┌────────

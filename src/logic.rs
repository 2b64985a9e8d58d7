//! Quiz operations shared by both HTTP and WebSocket handlers.
//!
//! This includes:
//!   - login / logout
//!   - listing lessons
//!   - serving the next question for a session (merge, filter, pick)
//!   - recording an answer
//!   - the per-user progress summary

use std::collections::HashMap;

use tracing::{info, instrument, warn};

use crate::domain::{LessonFilter, Policy, Progress, ProgressStatus, Question, QuizItem};
use crate::error::QuizError;
use crate::progress::run_blocking;
use crate::protocol::{AnswerOut, QuestionOut, SessionOut, SummaryOut};
use crate::selector::{filter_and_sort, merge, pick_question};
use crate::session::{authenticate, Session};
use crate::state::AppState;

/// What `pick_for` hands back besides the question itself.
struct Picked {
  question: Question,
  fallback: bool,
  warning: Option<String>,
}

fn to_question_out(q: &Question, session: &Session, fallback: bool, warning: Option<String>) -> QuestionOut {
  let notice = fallback.then(|| {
    format!(
      "No missed questions found for lesson '{}'. Showing random questions.",
      session.lesson.label()
    )
  });
  QuestionOut {
    item_id: q.item_id.clone(),
    prompt: q.prompt.clone(),
    lesson: q.lesson.clone(),
    choices: q.choices.clone(),
    lesson_filter: session.lesson.label().to_string(),
    policy: session.policy,
    fallback,
    notice,
    warning,
  }
}

#[instrument(level = "info", skip(state, password), fields(%user))]
pub async fn login(state: &AppState, user: &str, password: &str) -> Result<SessionOut, QuizError> {
  let account = match authenticate(&state.config.accounts, user, password) {
    Ok(a) => a,
    Err(e) => {
      warn!(target: "quiz", %user, error = %e, "Login rejected");
      return Err(e.into());
    }
  };
  let session_id = state.sessions.open(account).await;
  Ok(SessionOut { session_id, user: account.name.clone(), persistent: account.persist })
}

pub async fn logout(state: &AppState, session_id: &str) -> bool {
  state.sessions.close(session_id).await
}

/// "All" followed by the sheet's distinct lessons.
pub async fn lessons(state: &AppState) -> Result<Vec<String>, QuizError> {
  let items = state.sheet.items().await?;
  Ok(crate::selector::lessons(&items))
}

/// Pick the next question for a session, optionally switching lesson filter
/// or policy first. Every sheet item gets a progress entry on the way.
#[instrument(level = "info", skip(state, session_id))]
pub async fn next_question(
  state: &AppState,
  session_id: &str,
  lesson: Option<String>,
  policy: Option<Policy>,
  refresh: bool,
) -> Result<QuestionOut, QuizError> {
  let session = state
    .sessions
    .update(session_id, |s| {
      if let Some(l) = lesson.as_deref() {
        s.lesson = LessonFilter::parse(Some(l));
      }
      if let Some(p) = policy {
        s.policy = p;
      }
      s.clone()
    })
    .await
    .ok_or(QuizError::UnknownSession)?;

  let picked = pick_for(state, &session, refresh).await;
  let Picked { question, fallback, warning } = match picked {
    Ok(p) => p,
    Err(e) => {
      state.sessions.update(session_id, |s| { s.current = None; s.answered = false; }).await;
      return Err(e);
    }
  };

  let out = to_question_out(&question, &session, fallback, warning);
  info!(target: "quiz", user = %session.user, persistent = session.persistent, id = %question.item_id, policy = ?session.policy, lesson = %session.lesson.label(), fallback, choices = question.choices.len(), "Question served");
  state
    .sessions
    .update(session_id, |s| { s.current = Some(question); s.answered = false; })
    .await
    .ok_or(QuizError::UnknownSession)?;
  Ok(out)
}

async fn pick_for(state: &AppState, session: &Session, refresh: bool) -> Result<Picked, QuizError> {
  let items = if refresh { state.sheet.refresh().await? } else { state.sheet.items().await? };

  let user = session.user.clone();
  let ids: Vec<String> = items.iter().map(|i| i.id.clone()).collect();
  let snapshot = run_blocking(session.store(&state.store), move |store| {
    let ids: Vec<&str> = ids.iter().map(String::as_str).collect();
    store.ensure_items(&user, &ids)
  })
  .await?;
  if let Some(w) = &snapshot.warning {
    warn!(target: "quiz", user = %session.user, warning = %w, "Progress reset reported to player");
  }

  let merged = merge(&items, &snapshot.entries);
  let selection = filter_and_sort(&merged, &session.lesson, session.policy);
  if selection.fallback {
    info!(target: "quiz", user = %session.user, lesson = %session.lesson.label(), "Nothing to review; falling back to lesson pool");
  }

  let question = {
    let mut rng = rand::thread_rng();
    pick_question(&selection.items, &items, &mut rng)?
  };
  Ok(Picked { question, fallback: selection.fallback, warning: snapshot.warning })
}

/// Check `choice` against the session's active question and record it.
#[instrument(level = "info", skip(state, session_id, choice))]
pub async fn submit_answer(state: &AppState, session_id: &str, choice: &str) -> Result<AnswerOut, QuizError> {
  let (user, question, store) = state
    .sessions
    .update(session_id, |s| {
      let q = s.current.clone().ok_or(QuizError::NoActiveQuestion)?;
      if s.answered {
        return Err(QuizError::AlreadyAnswered);
      }
      s.answered = true;
      Ok((s.user.clone(), q, s.store(&state.store)))
    })
    .await
    .ok_or(QuizError::UnknownSession)??;

  let correct = choice.trim() == question.correct_word;
  let recorded = {
    let (user, item_id) = (user.clone(), question.item_id.clone());
    run_blocking(store, move |s| s.record_answer(&user, &item_id, correct)).await
  };
  let progress = match recorded {
    Ok(p) => p,
    Err(e) => {
      // Let the player retry once the store is writable again.
      state.sessions.update(session_id, |s| s.answered = false).await;
      return Err(e.into());
    }
  };

  info!(target: "quiz", %user, id = %question.item_id, correct, correct_count = progress.correct_count, wrong_count = progress.wrong_count, "Answer recorded");
  Ok(AnswerOut {
    correct,
    expected: question.correct_word,
    explanation: question.explanation,
    correct_count: progress.correct_count,
    wrong_count: progress.wrong_count,
  })
}

/// Totals over the items currently in the sheet.
pub fn summarize(items: &[QuizItem], progress: &HashMap<String, Progress>) -> SummaryOut {
  let mut out = SummaryOut { total: items.len(), ..Default::default() };
  for p in items.iter().filter_map(|i| progress.get(&i.id)) {
    if p.status == ProgressStatus::Done {
      out.completed += 1;
    }
    out.total_correct += u64::from(p.correct_count);
    out.total_wrong += u64::from(p.wrong_count);
  }
  out.remaining = out.total - out.completed;
  out
}

#[instrument(level = "debug", skip(state, session_id))]
pub async fn summary(state: &AppState, session_id: &str) -> Result<SummaryOut, QuizError> {
  let session = state.sessions.get(session_id).await.ok_or(QuizError::UnknownSession)?;
  let items = state.sheet.items().await?;
  let user = session.user.clone();
  let snapshot = run_blocking(session.store(&state.store), move |store| store.user_progress(&user)).await?;
  Ok(SummaryOut { warning: snapshot.warning, ..summarize(&items, &snapshot.entries) })
}

#[cfg(test)]
pub(crate) mod tests {
  use super::*;
  use std::sync::Arc;
  use std::time::Duration;

  use tempfile::TempDir;

  use crate::config::QuizConfig;
  use crate::progress::{JsonFileStore, MemoryStore, ProgressStore};
  use crate::source::{SheetSource, SourceLocation};

  pub(crate) const SHEET: &str = "\
Quiz,Word,Answer,Lektion
A,run,A run,L1
B,eat,B eat,L1
C,go,C go,L2
D,see,D see,L2
";

  /// State over a CSV file in `dir` and the given shared store.
  pub(crate) fn test_state(dir: &TempDir, sheet: &str, store: Arc<dyn ProgressStore>) -> AppState {
    let path = dir.path().join("sheet.csv");
    std::fs::write(&path, sheet).unwrap();
    let source = SheetSource::new(Some(SourceLocation::File(path)), Duration::from_secs(600));
    AppState::from_parts(QuizConfig::default(), source, store)
  }

  #[tokio::test]
  async fn login_rejects_bad_secret() {
    let dir = TempDir::new().unwrap();
    let state = test_state(&dir, SHEET, Arc::new(MemoryStore::new()));
    let err = login(&state, "Faeng", "wrong").await.unwrap_err();
    assert!(matches!(err, QuizError::Auth(_)));
    let s = login(&state, "Faeng", "36912").await.unwrap();
    assert!(s.persistent);
  }

  #[tokio::test]
  async fn question_answer_round_persists_progress() {
    let dir = TempDir::new().unwrap();
    let store = Arc::new(JsonFileStore::new(dir.path().join("user_data.json")));
    let state = test_state(&dir, SHEET, store.clone());
    let s = login(&state, "Faeng", "36912").await.unwrap();

    let q = next_question(&state, &s.session_id, None, None, false).await.unwrap();
    assert_eq!(q.choices.len(), 4);
    assert!(!q.fallback);

    // Every sheet item now has an entry.
    let entries = store.user_progress("Faeng").unwrap().entries;
    assert_eq!(entries.len(), 4);
    assert!(entries.values().all(|p| *p == Progress::default()));

    let expected = q.item_id.split("::").nth(1).unwrap().to_string();
    let a = submit_answer(&state, &s.session_id, &expected).await.unwrap();
    assert!(a.correct);
    assert_eq!((a.correct_count, a.wrong_count), (1, 0));
    assert_eq!(a.expected, expected);

    let again = submit_answer(&state, &s.session_id, &expected).await.unwrap_err();
    assert!(matches!(again, QuizError::AlreadyAnswered));

    let reopened = JsonFileStore::new(dir.path().join("user_data.json"));
    let p = reopened.get("Faeng", &q.item_id).unwrap().unwrap();
    assert_eq!((p.correct_count, p.status), (1, ProgressStatus::Done));

    let sum = summary(&state, &s.session_id).await.unwrap();
    assert_eq!(sum, SummaryOut { total: 4, completed: 1, remaining: 3, total_correct: 1, total_wrong: 0, warning: None });
  }

  #[tokio::test]
  async fn wrong_answer_counts_and_wrong_only_targets_it() {
    let dir = TempDir::new().unwrap();
    let state = test_state(&dir, SHEET, Arc::new(MemoryStore::new()));
    let s = login(&state, "Faeng", "36912").await.unwrap();

    let q = next_question(&state, &s.session_id, None, Some(Policy::WrongOnly), false).await.unwrap();
    assert!(q.fallback);
    assert!(q.notice.is_some());

    let a = submit_answer(&state, &s.session_id, "definitely-not-a-word").await.unwrap();
    assert!(!a.correct);
    assert_eq!((a.correct_count, a.wrong_count), (0, 1));

    for _ in 0..10 {
      let next = next_question(&state, &s.session_id, None, None, false).await.unwrap();
      assert_eq!(next.item_id, q.item_id);
      assert_eq!(next.policy, Policy::WrongOnly);
      assert!(!next.fallback);
    }
  }

  #[tokio::test]
  async fn guest_progress_stays_in_session() {
    let dir = TempDir::new().unwrap();
    let shared = Arc::new(MemoryStore::new());
    let state = test_state(&dir, SHEET, shared.clone());
    let s = login(&state, "Guest", "").await.unwrap();
    assert!(!s.persistent);

    next_question(&state, &s.session_id, Some("L2".into()), None, false).await.unwrap();
    submit_answer(&state, &s.session_id, "go").await.unwrap();
    assert!(shared.user_progress("Guest").unwrap().entries.is_empty());

    let sum = summary(&state, &s.session_id).await.unwrap();
    assert_eq!(sum.completed, 1);

    assert!(logout(&state, &s.session_id).await);
    assert!(matches!(summary(&state, &s.session_id).await.unwrap_err(), QuizError::UnknownSession));
  }

  #[tokio::test]
  async fn lesson_filter_limits_questions_and_unknown_lesson_errors() {
    let dir = TempDir::new().unwrap();
    let state = test_state(&dir, SHEET, Arc::new(MemoryStore::new()));
    let s = login(&state, "Faeng", "36912").await.unwrap();

    for _ in 0..10 {
      let q = next_question(&state, &s.session_id, Some("L2".into()), None, false).await.unwrap();
      assert_eq!(q.lesson, "L2");
      assert_eq!(q.lesson_filter, "L2");
    }

    let err = next_question(&state, &s.session_id, Some("L9".into()), None, false).await.unwrap_err();
    assert!(matches!(err, QuizError::NoQuestions));
    let err = submit_answer(&state, &s.session_id, "go").await.unwrap_err();
    assert!(matches!(err, QuizError::NoActiveQuestion));
  }

  #[tokio::test]
  async fn lessons_lists_all_first() {
    let dir = TempDir::new().unwrap();
    let state = test_state(&dir, SHEET, Arc::new(MemoryStore::new()));
    assert_eq!(lessons(&state).await.unwrap(), vec!["All", "L1", "L2"]);
  }

  #[tokio::test]
  async fn loose_counters_in_saved_progress_survive_a_question() {
    let dir = TempDir::new().unwrap();
    let path = dir.path().join("user_data.json");
    std::fs::write(
      &path,
      r#"{"Faeng": {
        "A::run": {"Status": "done", "Richtig Count": 7, "False Count": 3},
        "B::eat": {"Status": "done", "Richtig Count": 1.0, "False Count": 0}
      }}"#,
    )
    .unwrap();
    let state = test_state(&dir, SHEET, Arc::new(JsonFileStore::new(&path)));
    let s = login(&state, "Faeng", "36912").await.unwrap();

    let q = next_question(&state, &s.session_id, None, None, false).await.unwrap();
    assert!(q.warning.is_none());
    let a = JsonFileStore::new(&path).get("Faeng", "A::run").unwrap().unwrap();
    assert_eq!((a.correct_count, a.wrong_count), (7, 3));
  }

  #[tokio::test]
  async fn unreadable_progress_is_reported_to_the_player() {
    let dir = TempDir::new().unwrap();
    let path = dir.path().join("user_data.json");
    std::fs::write(&path, "{\"Faeng\": [oops").unwrap();
    let state = test_state(&dir, SHEET, Arc::new(JsonFileStore::new(&path)));
    let s = login(&state, "Faeng", "36912").await.unwrap();

    let q = next_question(&state, &s.session_id, None, None, false).await.unwrap();
    let warning = q.warning.unwrap();
    assert!(warning.contains("user_data.json.bak"), "{}", warning);
    assert!(dir.path().join("user_data.json.bak").exists());

    // Reported once; the rewritten file reads cleanly.
    let q = next_question(&state, &s.session_id, None, None, false).await.unwrap();
    assert!(q.warning.is_none());
    assert!(summary(&state, &s.session_id).await.unwrap().warning.is_none());
  }

  #[tokio::test]
  async fn summary_reports_unreadable_progress() {
    let dir = TempDir::new().unwrap();
    let path = dir.path().join("user_data.json");
    std::fs::write(&path, "not json at all").unwrap();
    let state = test_state(&dir, SHEET, Arc::new(JsonFileStore::new(&path)));
    let s = login(&state, "Faeng", "36912").await.unwrap();

    let sum = summary(&state, &s.session_id).await.unwrap();
    assert_eq!((sum.total, sum.completed), (4, 0));
    assert!(sum.warning.is_some());
  }

  #[test]
  fn summarize_ignores_items_no_longer_in_sheet() {
    let items = vec![QuizItem::new("A", "run", "x", "L1"), QuizItem::new("B", "eat", "x", "L1")];
    let mut progress = HashMap::new();
    let mut done = Progress::default();
    done.record(false);
    done.record(true);
    progress.insert("A::run".to_string(), done);
    progress.insert("Z::gone".to_string(), done);

    let s = summarize(&items, &progress);
    assert_eq!(s, SummaryOut { total: 2, completed: 1, remaining: 1, total_correct: 1, total_wrong: 1, warning: None });
  }
}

└────────

* _What you should do_:
When a line in the material includes the word "recorded", copy it out.

* _Exercise answer_:
  let recorded = {
  let progress = match recorded {
  info!(target: "quiz", %user, id = %question.item_id, correct, correct_count = progress.correct_count, wrong_count = progress.wrong_count, "Answer recorded");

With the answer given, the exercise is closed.